New Taxes On Tech Companies Won’t Fix USF

By James Erwin

The Universal Service Fund (USF) is in trouble and has been for some time. Its current funding mechanism does not raise enough revenue to consistently support the outlays demanded by the programs it funds, and reform is badly needed. Sadly, but unsurprisingly, some in Washington want to treat what are ultimately problems of design, eligibility, and duplication as a revenue problem and simply raise taxes to meet future shortfalls, while the better path would be to consider overhauling or even scrapping the program altogether.

The Universal Service Fund was originally established by the Communications Act of 1996, replacing the old long-distance carriage fees used to subsidize telephone service for all Americans, paid for by a “fee” on your monthly phone bill that is effectively a tax imposed on carriers by the FCC and passed on to you. In the nearly three decades since, traditional bureaucratic mission creep has grown the USF’s distributions to cover all manner of telecommunications services, including internet service for local libraries, schools, and eventually grew to subsidize whole local broadband networks, in addition to the Lifeline program for phone service. Some now call for USF to support broadband access for low-income households. Whatever its current uses, the USF tax is not sufficient to cover all these outlays and does not bring in consistent revenue as customers drop in and out of phone plans.

The answer to the problem is not to apply fees to new contributors. As with our annual budget battles, most Democrats choose to see this as a revenue problem. An unsustainable program cannot cover its obligations? Just raise taxes, no need to look at reform. Even though this program was meant to subsidize phone service for low-income Americans, paid for by fees from others, we can just expand the fees to apply to edge providers of content and ISPs. Don’t worry about the $65 billion we’re spending to expand broadband to rural areas and subsidize access through the Affordable Connectivity Program (ACP). Surely taxing broadband providers won’t discourage investment! And never mind that phone carriers already pass the cost of USF fees onto consumers, so this will make your internet bill go up too, just give the feds more money and that will fix everything.

From the Republican side, the answer seems increasingly to be “just tax big tech.” No less a figure than FCC Commissioner Brendan Carr, with whom we almost always agree, has pointed to tech companies as the solution to fund these obligations, calling them “free riders” for benefitting from USF subsidies to consumers while not contributing. But this overlooks the fact that tech companies offer the services that people actually use the internet for. Charter might provide your internet service, but you only pay them so you can have access to Google, Netflix, Amazon, and thousands of other sites and apps that are actually useful. Without the services the tech companies offer, no one would pay for internet service for the government to subsidize in the first place. And again, the fees applied to tech companies will be passed on to you the consumer anyway in terms of either higher prices or more aggressive data monetization.

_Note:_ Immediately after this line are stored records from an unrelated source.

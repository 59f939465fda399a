//! Host environment traits.
//!
//! Effects receive everything they touch through these traits. The browser
//! implementation lives in `lustre_web`; [`crate::mock`] provides an
//! in-memory one.
//!
//! Element handles behave like DOM references: cloning a handle yields another
//! reference to the same node, never a copy of it.

use crate::error::FxResult;
use crate::layout::{Rect, Viewport};
use crate::style::Color;

/// A shared reference to one page element.
///
/// Mutations are infallible here. A host that can fail logs the failure.
pub trait ElementHandle: Clone + 'static {
    /// Sets an inline style property (`width`, `left`, `transform`, ...).
    fn set_style(&self, property: &str, value: &str);

    /// Adds a class to the element's class list.
    fn add_class(&self, class: &str);

    /// Removes a class from the element's class list.
    fn remove_class(&self, class: &str);

    /// Returns true if the class list contains `class`.
    fn has_class(&self, class: &str) -> bool;

    /// Replaces the element's text content.
    fn set_text(&self, text: &str);

    /// Sets an attribute.
    fn set_attribute(&self, name: &str, value: &str);

    /// Appends `child` as the last child of this element.
    fn append_child(&self, child: &Self);

    /// Detaches the element from the document.
    fn remove(&self);

    /// Returns the element's bounding box in viewport coordinates.
    fn bounds(&self) -> Rect;

    /// Scrolls the element's top edge to the viewport top, smoothly.
    fn scroll_into_view_smooth(&self);
}

/// The document an effect mounts into.
pub trait DocumentHost {
    /// Element handle type produced by this document.
    type Element: ElementHandle;

    /// Creates a detached element.
    ///
    /// # Errors
    ///
    /// Returns [`crate::FxError::Host`] if the host refuses the tag.
    fn create_element(&self, tag: &str) -> FxResult<Self::Element>;

    /// Returns `<body>`.
    fn body(&self) -> Self::Element;

    /// Returns `<head>`.
    fn head(&self) -> Self::Element;

    /// Returns the first element matching a CSS selector.
    fn query_selector(&self, selectors: &str) -> Option<Self::Element>;

    /// Returns the element with the given id.
    fn element_by_id(&self, id: &str) -> Option<Self::Element>;

    /// Returns the current viewport size.
    fn viewport(&self) -> Viewport;
}

impl<D: DocumentHost + ?Sized> DocumentHost for &D {
    type Element = D::Element;

    fn create_element(&self, tag: &str) -> FxResult<Self::Element> {
        (**self).create_element(tag)
    }

    fn body(&self) -> Self::Element {
        (**self).body()
    }

    fn head(&self) -> Self::Element {
        (**self).head()
    }

    fn query_selector(&self, selectors: &str) -> Option<Self::Element> {
        (**self).query_selector(selectors)
    }

    fn element_by_id(&self, id: &str) -> Option<Self::Element> {
        (**self).element_by_id(id)
    }

    fn viewport(&self) -> Viewport {
        (**self).viewport()
    }
}

/// A fixed-delay, fire-and-forget timer source.
pub trait Scheduler: Clone + 'static {
    /// Runs `task` once after `delay_ms`. There is no cancellation.
    fn schedule(&self, delay_ms: u32, task: Box<dyn FnOnce()>);
}

/// A 2D drawing surface.
pub trait Canvas2d {
    /// Sets the backing size of the surface.
    fn resize(&mut self, width: f64, height: f64);

    /// Clears the rectangle from the origin to `(width, height)`.
    fn clear(&mut self, width: f64, height: f64);

    /// Draws a filled circle.
    fn fill_circle(&mut self, x: f64, y: f64, radius: f64, color: Color);

    /// Strokes a straight line.
    fn stroke_line(&mut self, from: (f64, f64), to: (f64, f64), width: f64, color: Color);
}
//! `requestAnimationFrame` driver for the core [`AnimationLoop`].
//!
//! One frame callback serves the whole page. It only re-requests itself while
//! the loop has work, so an idle page costs nothing; registering a new effect
//! kicks it again.

use std::cell::{Cell, RefCell};
use std::rc::Rc;

use lustre_core::{AnimationLoop, EffectId, FrameEffect};
use wasm_bindgen::closure::Closure;
use wasm_bindgen::JsCast;
use web_sys::Window;

struct DriverState {
    window: Window,
    frames: RefCell<AnimationLoop>,
    /// Handle of the outstanding frame request.
    pending: Cell<Option<i32>>,
    callback: RefCell<Option<Closure<dyn FnMut(f64)>>>,
}

/// Shared handle to the page's animation loop.
#[derive(Clone)]
pub struct RafDriver(Rc<DriverState>);

impl RafDriver {
    /// Creates an idle driver on `window`.
    #[must_use]
    pub fn new(window: Window) -> Self {
        let state = Rc::new(DriverState {
            window,
            frames: RefCell::new(AnimationLoop::new()),
            pending: Cell::new(None),
            callback: RefCell::new(None),
        });

        // Weak: the closure lives inside the state it drives
        let weak = Rc::downgrade(&state);
        let callback = Closure::<dyn FnMut(f64)>::new(move |now_ms: f64| {
            let Some(state) = weak.upgrade() else {
                return;
            };
            state.pending.set(None);
            let again = state.frames.borrow_mut().tick(now_ms);
            if again {
                RafDriver(state).ensure_scheduled();
            }
        });
        *state.callback.borrow_mut() = Some(callback);

        Self(state)
    }

    /// Adds an effect and makes sure a frame is coming.
    pub fn register(&self, effect: Box<dyn FrameEffect>) -> EffectId {
        let id = self.0.frames.borrow_mut().register(effect);
        self.ensure_scheduled();
        id
    }

    /// Requests a frame unless one is outstanding or there is nothing to run.
    pub fn ensure_scheduled(&self) {
        if self.0.pending.get().is_some() {
            return;
        }
        {
            let frames = self.0.frames.borrow();
            if !frames.is_running() || frames.is_idle() {
                return;
            }
        }

        let callback = self.0.callback.borrow();
        let Some(callback) = callback.as_ref() else {
            return;
        };
        match self.0.window.request_animation_frame(callback.as_ref().unchecked_ref()) {
            Ok(handle) => self.0.pending.set(Some(handle)),
            Err(err) => tracing::warn!("requestAnimationFrame failed: {:?}", err),
        }
    }
}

Sadly, the “tax big tech” crowd, who are usually conservatives looking for spending reforms to balance the checkbook, are on a punitive expedition. Despite ample evidence that government jawboning at the behest of progressive NGOs was the real cause of the rise of censorship on social media, some conservatives remain stuck in 2020, blaming successful American companies for the security state’s overreach. Surely, we can both reign in government agencies engaged in censorship while imposing fiscal discipline on USF that won’t rase taxes on successful American companies?

As mentioned above, there is another broadband subsidy program, the ACP, which unlike USF distributions functions as a voucher for individual consumers. Compared to the 130 or so other broadband programs, ACP is the most responsive to market forces since, like EBT or school choice, it allows the beneficiaries to take their dollars wherever they please. It is also funded by general revenue approved by Congress and not by an arbitrary fee imposed by an unelected federal agency. If oversight is stronger and market forces are encouraged under ACP, then perhaps we should scrap USF and permanently fund ACP.

Short of eliminating the whole scheme outright, Congress should at the very least consider divesting USF of most of its broadband work and return it to just the Lifeline phone service as originally intended, eliminate most other broadband programs, and rely on the Broadband Equity, Access, and Deployment (BEAD) program for deployment and ACP for access. Ideally, the federal government should get out of the broadband game entirely, but if it must be involved it should at least try to avoid raising taxes to pay for unwieldy programs that can’t meet their own obligations. Scaling back state involvement in the market will restore the original funding balance to USF; expanding it will only keep this spiral going while raising prices for consumers and punishing businesses for their success.